Questo risultato non dimostra che la vostra acqua bollente congelerà prima in freezer, ma suggerisce che esista una classe di sistemi fisici in cui uno stato "più caldo" può effettivamente raffreddarsi prima di uno "più freddo", a seconda di come il sistema attraversa i suoi stati intermedi. Come ha spiegato la rivista Science News commentando il lavoro, l'effetto Mpemba potrebbe essere un caso particolare di un comportamento molto più generale dei sistemi lontani dall'equilibrio termodinamico.

Perché conta una domanda apparentemente banale
L'aspetto più affascinante dell'effetto Mpemba è che continua a sopravvivere proprio grazie alla sua ambiguità. Come riassume la voce enciclopedica dedicata al fenomeno, non esiste un consenso né sulle condizioni esatte in cui si manifesta, né sul meccanismo dominante. Alcuni esperimenti lo confermano, altri non riescono a riprodurlo, e molto dipende dalla geometria del recipiente, dalla purezza dell'acqua e da come si definisce il momento del congelamento.

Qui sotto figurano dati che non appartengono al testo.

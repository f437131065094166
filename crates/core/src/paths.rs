//! Repo-root discovery and path normalization shared by every component

use std::path::{Component, Path, PathBuf};

/// Walk ancestors looking for a `.git` entry (directory or worktree file).
/// Falls back to the canonicalized start directory when none is found.
pub fn find_repo_root(start: &Path) -> PathBuf {
    let start = std::fs::canonicalize(start).unwrap_or_else(|_| start.to_path_buf());
    let mut current: &Path = &start;
    loop {
        if current.join(".git").exists() {
            return current.to_path_buf();
        }
        match current.parent() {
            Some(parent) => current = parent,
            None => return start,
        }
    }
}

/// Forward-slash string form of a path.
pub fn to_forward_slashes(path: &Path) -> String {
    path.components()
        .filter_map(|c| match c {
            Component::Normal(s) => Some(s.to_string_lossy().into_owned()),
            Component::CurDir => None,
            other => Some(other.as_os_str().to_string_lossy().into_owned()),
        })
        .collect::<Vec<_>>()
        .join("/")
}

/// Normalize `path` to forward-slash form relative to `root`.
/// Paths already relative are returned in forward-slash form unchanged.
pub fn normalize_rel(root: &Path, path: &Path) -> String {
    let rel = path.strip_prefix(root).unwrap_or(path);
    to_forward_slashes(rel)
}

/// Lexically normalize a forward-slash path: resolves `.` and `..`
/// segments without touching the filesystem. Used for import-specifier
/// resolution where the target may not exist yet.
pub fn lexical_normalize(path: &str) -> String {
    let mut parts: Vec<&str> = Vec::new();
    for seg in path.split('/') {
        match seg {
            "" | "." => {}
            ".." => {
                if parts.pop().is_none() {
                    // Keep leading ".." segments for paths escaping the root
                    parts.push("..");
                }
            }
            other => parts.push(other),
        }
    }
    parts.join("/")
}

#[cfg(test)]
mod tests {
    use super::*;

    #[test]
    fn normalize_rel_strips_root() {
        let root = Path::new("/repo");
        assert_eq!(
            normalize_rel(root, Path::new("/repo/src/app.css")),
            "src/app.css"
        );
        assert_eq!(normalize_rel(root, Path::new("src/app.css")), "src/app.css");
    }

    #[test]
    fn lexical_normalize_resolves_dots() {
        assert_eq!(lexical_normalize("src/./a/../b.css"), "src/b.css");
        assert_eq!(lexical_normalize("a/b/../../c"), "c");
        assert_eq!(lexical_normalize("../shared/x.css"), "../shared/x.css");
    }
}
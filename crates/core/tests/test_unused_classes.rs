use styleguard_core::tool::{scoped_targets, Tool, ToolContext};
use styleguard_core::tools::unused_classes::UnusedClassesTool;
use styleguard_core::{
    build_index, Config, Finding, Logger, ResolvedOptions, Severity, TargetMode, TargetSet,
};
use tempfile::TempDir;

fn write_file(root: &std::path::Path, rel: &str, content: &str) {
    let path = root.join(rel);
    if let Some(parent) = path.parent() {
        std::fs::create_dir_all(parent).unwrap();
    }
    std::fs::write(path, content).unwrap();
}

fn run_tool(root: &std::path::Path, all_files: Vec<String>) -> Vec<Finding> {
    let tool = UnusedClassesTool;
    let config = Config::default();
    let options = ResolvedOptions::default();
    let log = Logger::new(true);
    let targets = TargetSet::new(TargetMode::Full, None, vec![], all_files);
    let index = build_index(root, &targets, &config.index.aliases, &log);
    let scoped = scoped_targets(tool.scope(), &targets, Some(&index));
    let ctx = ToolContext {
        root,
        config: &config,
        options: &options,
        targets: &targets,
        scoped,
        index: Some(&index),
        log: &log,
    };
    tool.run(&ctx).unwrap().findings
}

fn unused_names(findings: &[Finding]) -> Vec<String> {
    findings
        .iter()
        .filter(|f| f.rule_id == "unused-class")
        .filter_map(|f| f.data.as_ref())
        .filter_map(|d| d.get("class"))
        .filter_map(|c| c.as_str().map(String::from))
        .collect()
}

#[test]
fn test_flags_declared_but_never_accessed_classes() {
    let tmp = TempDir::new().unwrap();
    let root = tmp.path();

    write_file(
        root,
        "src/components/button.module.css",
        ".used { color: red; }\n.unused { color: blue; }\n",
    );
    write_file(
        root,
        "src/components/Button.tsx",
        "import styles from './button.module.css';\nexport const B = () => <div className={styles.used} />;\n",
    );

    let findings = run_tool(
        root,
        vec![
            "src/components/button.module.css".to_string(),
            "src/components/Button.tsx".to_string(),
        ],
    );

    assert_eq!(unused_names(&findings), vec!["unused"]);
    assert!(findings.iter().all(|f| f.severity == Severity::Warn));
}

#[test]
fn test_destructuring_counts_as_usage() {
    let tmp = TempDir::new().unwrap();
    let root = tmp.path();

    write_file(
        root,
        "src/components/card.module.css",
        ".header { color: red; }\n.footer { color: blue; }\n",
    );
    write_file(
        root,
        "src/components/Card.tsx",
        "import styles from './card.module.css';\nconst { header, footer } = styles;\nexport const C = header + footer;\n",
    );

    let findings = run_tool(
        root,
        vec![
            "src/components/card.module.css".to_string(),
            "src/components/Card.tsx".to_string(),
        ],
    );
    assert!(findings.is_empty());
}

#[test]
fn test_compose_propagates_usage_transitively() {
    let tmp = TempDir::new().unwrap();
    let root = tmp.path();

    // fancy composes base composes root: using fancy reaches all three.
    write_file(
        root,
        "src/components/chain.module.css",
        ".root { padding: 1px; }\n.base { composes: root; margin: 0; }\n.fancy { composes: base; color: teal; }\n.orphan { color: gray; }\n",
    );
    write_file(
        root,
        "src/components/Chain.tsx",
        "import styles from './chain.module.css';\nexport const C = styles.fancy;\n",
    );

    let findings = run_tool(
        root,
        vec![
            "src/components/chain.module.css".to_string(),
            "src/components/Chain.tsx".to_string(),
        ],
    );
    assert_eq!(unused_names(&findings), vec!["orphan"]);
}

#[test]
fn test_cross_file_compose_reaches_other_module() {
    let tmp = TempDir::new().unwrap();
    let root = tmp.path();

    write_file(
        root,
        "src/components/chips.module.css",
        ".chip { border-radius: 8px; }\n",
    );
    write_file(
        root,
        "src/components/tag.module.css",
        ".tag { composes: chip from './chips.module.css'; color: red; }\n",
    );
    write_file(
        root,
        "src/components/Tag.tsx",
        "import styles from './tag.module.css';\nexport const T = styles.tag;\n",
    );

    let findings = run_tool(
        root,
        vec![
            "src/components/chips.module.css".to_string(),
            "src/components/tag.module.css".to_string(),
            "src/components/Tag.tsx".to_string(),
        ],
    );
    // chip is reached through tag's composes reference.
    assert!(findings.is_empty());
}

#[test]
fn test_dynamic_access_degrades_to_info() {
    let tmp = TempDir::new().unwrap();
    let root = tmp.path();

    write_file(
        root,
        "src/components/variants.module.css",
        ".primary { color: red; }\n.maybe { color: blue; }\n",
    );
    write_file(
        root,
        "src/components/Variants.tsx",
        "import styles from './variants.module.css';\nexport const V = (kind: string) => styles[kind];\n",
    );

    let findings = run_tool(
        root,
        vec![
            "src/components/variants.module.css".to_string(),
            "src/components/Variants.tsx".to_string(),
        ],
    );

    // Nothing is provably used, but nothing is provably unused either.
    assert_eq!(findings.len(), 2);
    assert!(findings.iter().all(|f| f.severity == Severity::Info));
}

#[test]
fn test_keep_markers_suppress() {
    let tmp = TempDir::new().unwrap();
    let root = tmp.path();

    write_file(
        root,
        "src/components/kept.module.css",
        "/* styleguard-keep */\n.legacy { color: red; }\n.plain { color: blue; }\n",
    );
    write_file(
        root,
        "src/components/Kept.tsx",
        "import styles from './kept.module.css';\nexport const K = styles;\n",
    );

    let findings = run_tool(
        root,
        vec![
            "src/components/kept.module.css".to_string(),
            "src/components/Kept.tsx".to_string(),
        ],
    );
    assert_eq!(unused_names(&findings), vec!["plain"]);
}

#[test]
fn test_keep_all_marker_suppresses_whole_file() {
    let tmp = TempDir::new().unwrap();
    let root = tmp.path();

    write_file(
        root,
        "src/components/vendor.module.css",
        "/* styleguard-keep-all */\n.a { color: red; }\n.b { color: blue; }\n",
    );

    let findings = run_tool(
        root,
        vec!["src/components/vendor.module.css".to_string()],
    );
    assert!(findings.is_empty());
}

#[test]
fn test_unimported_module_is_fully_unused() {
    let tmp = TempDir::new().unwrap();
    let root = tmp.path();

    write_file(
        root,
        "src/components/dead.module.css",
        ".a { color: red; }\n",
    );

    let findings = run_tool(root, vec!["src/components/dead.module.css".to_string()]);
    assert_eq!(unused_names(&findings), vec!["a"]);
}

#[test]
fn test_fingerprint_stable_across_line_moves() {
    let tmp = TempDir::new().unwrap();
    let root = tmp.path();

    let files = vec!["src/components/m.module.css".to_string()];
    write_file(root, "src/components/m.module.css", ".gone { color: red; }\n");
    let before = run_tool(root, files.clone());

    write_file(
        root,
        "src/components/m.module.css",
        "\n\n\n.gone { color: red; }\n",
    );
    let after = run_tool(root, files);

    assert_eq!(before.len(), 1);
    assert_eq!(after.len(), 1);
    assert_eq!(before[0].fingerprint, after[0].fingerprint);
    assert_ne!(before[0].line, after[0].line);
}
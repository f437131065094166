use styleguard_core::{Config, FailOn};
use tempfile::TempDir;

#[test]
fn test_defaults_without_config_file() {
    let tmp = TempDir::new().unwrap();
    let config = Config::find_and_load(tmp.path()).unwrap();

    assert_eq!(config.general.fail_on, FailOn::Error);
    assert_eq!(config.general.since, "main");
    assert_eq!(config.general.baseline, ".styleguard-baseline.json");
    assert!(config.tools.duplicate_rules.enabled);
    assert_eq!(config.tools.duplicate_rules.min_declarations, 2);
    assert!(config.tools.bundle_size.enabled);
    assert_eq!(config.index.aliases.get("@/").map(String::as_str), Some("src/"));
    assert!(config.unknown_tool_ids().is_empty());
}

#[test]
fn test_parses_overrides() {
    let toml = r#"
[general]
fail_on = "warn"
since = "develop"

[targets]
exclude = ["src/legacy/**"]

[tools.duplicate-rules]
enabled = false
min_declarations = 3

[tools.bundle-size]
max_bytes = 100000
bundle_glob = "build/css/*.css"
"#;
    let config: Config = toml::from_str(toml).unwrap();

    assert_eq!(config.general.fail_on, FailOn::Warn);
    assert_eq!(config.general.since, "develop");
    assert_eq!(config.targets.exclude, vec!["src/legacy/**"]);
    assert!(!config.tools.duplicate_rules.enabled);
    assert_eq!(config.tools.duplicate_rules.min_declarations, 3);
    assert_eq!(config.tools.bundle_size.max_bytes, 100_000);
    assert_eq!(config.tools.bundle_size.bundle_glob, "build/css/*.css");
    // Untouched sections keep their defaults.
    assert!(config.tools.unused_classes.enabled);
}

#[test]
fn test_unknown_tool_sections_are_reported() {
    let toml = r#"
[tools.color-police]
enabled = true

[tools.unused-classes]
enabled = false
"#;
    let config: Config = toml::from_str(toml).unwrap();
    assert_eq!(config.unknown_tool_ids(), vec!["color-police"]);
    assert!(!config.tools.unused_classes.enabled);
}

#[test]
fn test_find_and_load_walks_ancestors() {
    let tmp = TempDir::new().unwrap();
    let root = tmp.path();
    std::fs::write(
        root.join(".styleguard.toml"),
        "[general]\nfail_on = \"info\"\n",
    )
    .unwrap();
    let nested = root.join("src/components");
    std::fs::create_dir_all(&nested).unwrap();

    let config = Config::find_and_load(&nested).unwrap();
    assert_eq!(config.general.fail_on, FailOn::Info);
}

#[test]
fn test_tool_enabled_lookup() {
    let config = Config::default();
    assert_eq!(config.tool_enabled("duplicate-rules"), Some(true));
    assert_eq!(config.tool_enabled("no-such-tool"), None);
}
//! Terminal output formatting

use colored::Colorize;
use std::time::Duration;
use styleguard_core::{Report, Severity};

pub fn format_finding(severity: Severity, message: &str, location: &str) -> String {
    let tag = match severity {
        Severity::Error => "error".red().bold().to_string(),
        Severity::Warn => "warn ".yellow().bold().to_string(),
        Severity::Info => "info ".blue().to_string(),
    };
    if location.is_empty() {
        format!("  {} {}", tag, message)
    } else {
        format!("  {} {}  {}", tag, message, location.dimmed())
    }
}

pub fn print_report(report: &Report, elapsed: Duration) {
    println!();

    for finding in &report.findings {
        let location = match (&finding.file, finding.line) {
            (Some(file), Some(line)) => format!("{}:{}", file, line),
            (Some(file), None) => file.clone(),
            _ => String::new(),
        };
        println!(
            "{}",
            format_finding(finding.severity, &finding.message, &location)
        );
    }

    if !report.findings.is_empty() {
        println!();
    }

    println!("  {}", "\u{2500}".repeat(60).dimmed());
    println!(
        "  {} \u{00b7} {} \u{00b7} {}",
        format!("{} error(s)", report.summary.by_severity.error).red(),
        format!("{} warning(s)", report.summary.by_severity.warn).yellow(),
        format!("{} info", report.summary.by_severity.info).blue()
    );
    if report.summary.suppressed > 0 {
        println!(
            "  {} finding(s) suppressed by baseline",
            report.summary.suppressed
        );
    }
    println!(
        "  mode: {} \u{00b7} tools: {}",
        report.metadata.mode,
        report.metadata.tools_run.join(", ")
    );
    println!("  Time: {:.1}s", elapsed.as_secs_f64());
}
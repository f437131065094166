//! Target resolution: which files a run analyzes, full or changed mode

use crate::paths::normalize_rel;
use anyhow::Result;
use ignore::overrides::OverrideBuilder;
use ignore::WalkBuilder;
use regex::Regex;
use serde::Serialize;
use std::path::Path;

/// Build/dependency directories never worth auditing, applied on top of
/// gitignore handling.
const STANDARD_EXCLUDES: &[&str] = &[
    "node_modules/",
    "dist/",
    "build/",
    ".next/",
    "out/",
    "coverage/",
    "target/",
    ".git/",
];

/// Classification of a target file.
#[derive(Debug, Clone, Copy, PartialEq, Eq, Hash)]
pub enum FileKind {
    /// `*.module.css`, a derived artifact imported by source files
    CssModule,
    /// Plain stylesheets (`.css`, `.scss`) that are not CSS modules
    Css,
    /// TypeScript/JavaScript sources that may import CSS modules
    Source,
    Other,
}

pub fn file_kind(path: &str) -> FileKind {
    if path.ends_with(".module.css") || path.ends_with(".module.scss") {
        FileKind::CssModule
    } else if path.ends_with(".css") || path.ends_with(".scss") {
        FileKind::Css
    } else if path.ends_with(".ts")
        || path.ends_with(".tsx")
        || path.ends_with(".js")
        || path.ends_with(".jsx")
    {
        FileKind::Source
    } else {
        FileKind::Other
    }
}

#[derive(Debug, Clone, Copy, PartialEq, Eq, Serialize)]
#[serde(rename_all = "lowercase")]
pub enum TargetMode {
    Full,
    Changed,
}

impl std::fmt::Display for TargetMode {
    fn fmt(&self, f: &mut std::fmt::Formatter<'_>) -> std::fmt::Result {
        match self {
            TargetMode::Full => write!(f, "full"),
            TargetMode::Changed => write!(f, "changed"),
        }
    }
}

/// The file universe for a run.
///
/// Per-kind lists always cover the FULL corpus: cross-file tools need the
/// whole picture even in changed mode. Changed-mode narrowing happens when
/// the orchestrator computes each tool's scoped view, via `changed_files`.
#[derive(Debug, Clone)]
pub struct TargetSet {
    pub mode: TargetMode,
    pub since_ref: Option<String>,
    /// Sorted; empty in full mode.
    pub changed_files: Vec<String>,
    pub css_files: Vec<String>,
    pub css_module_files: Vec<String>,
    pub source_files: Vec<String>,
    pub all_files: Vec<String>,
}

impl TargetSet {
    pub fn new(
        mode: TargetMode,
        since_ref: Option<String>,
        mut changed_files: Vec<String>,
        all_files: Vec<String>,
    ) -> Self {
        changed_files.sort();
        changed_files.dedup();

        let mut css_files = Vec::new();
        let mut css_module_files = Vec::new();
        let mut source_files = Vec::new();
        for file in &all_files {
            match file_kind(file) {
                FileKind::CssModule => css_module_files.push(file.clone()),
                FileKind::Css => css_files.push(file.clone()),
                FileKind::Source => source_files.push(file.clone()),
                FileKind::Other => {}
            }
        }

        TargetSet {
            mode,
            since_ref,
            changed_files,
            css_files,
            css_module_files,
            source_files,
            all_files,
        }
    }

    pub fn files_of_kind(&self, kind: FileKind) -> &[String] {
        match kind {
            FileKind::CssModule => &self.css_module_files,
            FileKind::Css => &self.css_files,
            FileKind::Source => &self.source_files,
            FileKind::Other => &self.all_files,
        }
    }

    /// In full mode every file is in scope; in changed mode only files
    /// from the detected changed set.
    pub fn in_changed_scope(&self, path: &str) -> bool {
        match self.mode {
            TargetMode::Full => true,
            TargetMode::Changed => self.changed_files.binary_search(&path.to_string()).is_ok(),
        }
    }
}

/// Compiled include/exclude patterns. Include patterns form an allow-list
/// (empty = allow everything); exclude patterns form a deny-list.
#[derive(Debug, Default)]
pub struct PatternSet {
    include: Vec<Regex>,
    exclude: Vec<Regex>,
}

impl PatternSet {
    pub fn compile(include: &[String], exclude: &[String]) -> Result<Self> {
        Ok(PatternSet {
            include: include
                .iter()
                .map(|p| compile_glob(p))
                .collect::<Result<_>>()?,
            exclude: exclude
                .iter()
                .map(|p| compile_glob(p))
                .collect::<Result<_>>()?,
        })
    }

    pub fn matches(&self, path: &str) -> bool {
        if !self.include.is_empty() && !self.include.iter().any(|re| re.is_match(path)) {
            return false;
        }
        !self.exclude.iter().any(|re| re.is_match(path))
    }
}

/// Compile a simple glob (`**`, `*`) into an anchored regex.
/// `**/` also matches zero directories so `**/*.css` covers root files.
pub fn compile_glob(pattern: &str) -> Result<Regex> {
    let mut re = String::from("^");
    let mut chars = pattern.chars().peekable();
    while let Some(c) = chars.next() {
        match c {
            '*' => {
                if chars.peek() == Some(&'*') {
                    chars.next();
                    if chars.peek() == Some(&'/') {
                        chars.next();
                        re.push_str("(?:.*/)?");
                    } else {
                        re.push_str(".*");
                    }
                } else {
                    re.push_str("[^/]*");
                }
            }
            '?' => re.push_str("[^/]"),
            '.' | '+' | '(' | ')' | '[' | ']' | '{' | '}' | '^' | '$' | '|' | '\\' => {
                re.push('\\');
                re.push(c);
            }
            other => re.push(other),
        }
    }
    re.push('$');
    Regex::new(&re).map_err(Into::into)
}

/// Walk the repository collecting candidate files, honoring gitignore and
/// the standard build/dependency exclusions. Returns forward-slash paths
/// relative to `root`, sorted, filtered through `patterns`.
pub fn collect_files(root: &Path, patterns: &PatternSet) -> Result<Vec<String>> {
    let root = std::fs::canonicalize(root)?;

    let mut builder = WalkBuilder::new(&root);
    builder
        .hidden(true)
        .git_ignore(true)
        .git_global(true)
        .git_exclude(true);

    let mut overrides = OverrideBuilder::new(&root);
    for pattern in STANDARD_EXCLUDES {
        // Gitignore override syntax: negate to exclude.
        overrides.add(&format!("!{}**", pattern))?;
    }
    builder.overrides(overrides.build()?);

    let mut files = Vec::new();
    for entry in builder.build() {
        let entry = match entry {
            Ok(e) => e,
            Err(_) => continue, // skip unreadable entries
        };
        if !entry.file_type().is_some_and(|ft| ft.is_file()) {
            continue;
        }
        let rel = normalize_rel(&root, entry.path());
        if rel.is_empty() {
            continue;
        }
        if patterns.matches(&rel) {
            files.push(rel);
        }
    }

    files.sort();
    Ok(files)
}

#[cfg(test)]
mod tests {
    use super::*;

    #[test]
    fn kinds_classify() {
        assert_eq!(file_kind("src/a.module.css"), FileKind::CssModule);
        assert_eq!(file_kind("src/a.css"), FileKind::Css);
        assert_eq!(file_kind("src/App.tsx"), FileKind::Source);
        assert_eq!(file_kind("README.md"), FileKind::Other);
    }

    #[test]
    fn glob_double_star_matches_any_depth() {
        let re = compile_glob("**/*.css").unwrap();
        assert!(re.is_match("a.css"));
        assert!(re.is_match("src/deep/nested/a.css"));
        assert!(!re.is_match("src/a.ts"));
    }

    #[test]
    fn glob_single_star_stays_in_segment() {
        let re = compile_glob("src/*.css").unwrap();
        assert!(re.is_match("src/a.css"));
        assert!(!re.is_match("src/deep/a.css"));
    }

    #[test]
    fn include_is_allow_list_exclude_is_deny_list() {
        let patterns = PatternSet::compile(
            &["src/**".to_string()],
            &["src/vendor/**".to_string()],
        )
        .unwrap();
        assert!(patterns.matches("src/a.css"));
        assert!(!patterns.matches("lib/a.css"));
        assert!(!patterns.matches("src/vendor/a.css"));
    }

    #[test]
    fn changed_scope_lookup() {
        let targets = TargetSet::new(
            TargetMode::Changed,
            Some("main".to_string()),
            vec!["src/b.css".to_string(), "src/a.css".to_string()],
            vec!["src/a.css".to_string(), "src/b.css".to_string(), "src/c.css".to_string()],
        );
        assert!(targets.in_changed_scope("src/a.css"));
        assert!(!targets.in_changed_scope("src/c.css"));
    }
}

Questa storia insegna due cose preziose. La prima è che una buona domanda può venire da chiunque: uno studente che osserva il proprio gelato ha aperto un filone di ricerca che impegna ancora i laboratori. La seconda è che in scienza dire "non lo sappiamo con certezza" non è una debolezza, ma il punto di partenza di ogni indagine seria. La prossima volta che sentirete affermare con sicurezza che l'acqua calda congela prima della fredda, ricordate che la risposta onesta, dopo sessant'anni, resta: dipende.